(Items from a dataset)

++++++++++

//! Handler for showTransferRequest

use std::io;

use tokio::io::AsyncWrite;

use fileflow_common::format::format_megabytes;
use fileflow_common::protocol::TransferRequestArgs;

use super::HandlerContext;
use crate::notifications::{Notification, Slot, Urgency};

/// Handle showTransferRequest
pub async fn handle_transfer_request<W>(
    args: TransferRequestArgs,
    ctx: &mut HandlerContext<'_, W>,
) -> io::Result<()>
where
    W: AsyncWrite + Unpin,
{
    let notification = Notification {
        slot: Slot::Transfer,
        title: format!("Transfer Request from {}", args.device_name),
        body: format!(
            "{} ({} MB)",
            args.file_name,
            format_megabytes(args.file_size)
        ),
        progress: None,
        ongoing: false,
        urgency: Urgency::Critical,
    };
    ctx.bridge.post_logged(&notification);
    ctx.ack_ok().await
}
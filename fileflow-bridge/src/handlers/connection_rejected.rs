//! Handler for showConnectionRejected

use std::io;

use tokio::io::AsyncWrite;

use fileflow_common::protocol::ConnectionRejectedArgs;

use super::HandlerContext;
use crate::notifications::{Notification, Slot, Urgency};

/// Handle showConnectionRejected
pub async fn handle_connection_rejected<W>(
    args: ConnectionRejectedArgs,
    ctx: &mut HandlerContext<'_, W>,
) -> io::Result<()>
where
    W: AsyncWrite + Unpin,
{
    let notification = Notification {
        slot: Slot::Connection,
        title: "Connection Rejected".to_string(),
        body: format!("{} rejected connection: {}", args.device_name, args.reason),
        progress: None,
        ongoing: false,
        urgency: Urgency::Critical,
    };
    ctx.bridge.post_logged(&notification);
    ctx.ack_ok().await
}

++++++++++

• _Task objective_
Set down exactly the lines from the start of the records to the line with "Handler for showConnectionRejected". Include that line, and add nothing more.

• _Answer for the task_
//! Handler for showTransferRequest

use std::io;

use tokio::io::AsyncWrite;

use fileflow_common::format::format_megabytes;
use fileflow_common::protocol::TransferRequestArgs;

use super::HandlerContext;
use crate::notifications::{Notification, Slot, Urgency};

/// Handle showTransferRequest
pub async fn handle_transfer_request<W>(
    args: TransferRequestArgs,
    ctx: &mut HandlerContext<'_, W>,
) -> io::Result<()>
where
    W: AsyncWrite + Unpin,
{
    let notification = Notification {
        slot: Slot::Transfer,
        title: format!("Transfer Request from {}", args.device_name),
        body: format!(
            "{} ({} MB)",
            args.file_name,
            format_megabytes(args.file_size)
        ),
        progress: None,
        ongoing: false,
        urgency: Urgency::Critical,
    };
    ctx.bridge.post_logged(&notification);
    ctx.ack_ok().await
}
filename fileflow-bridge/src/handlers/connection_rejected.rs
//! Handler for showConnectionRejected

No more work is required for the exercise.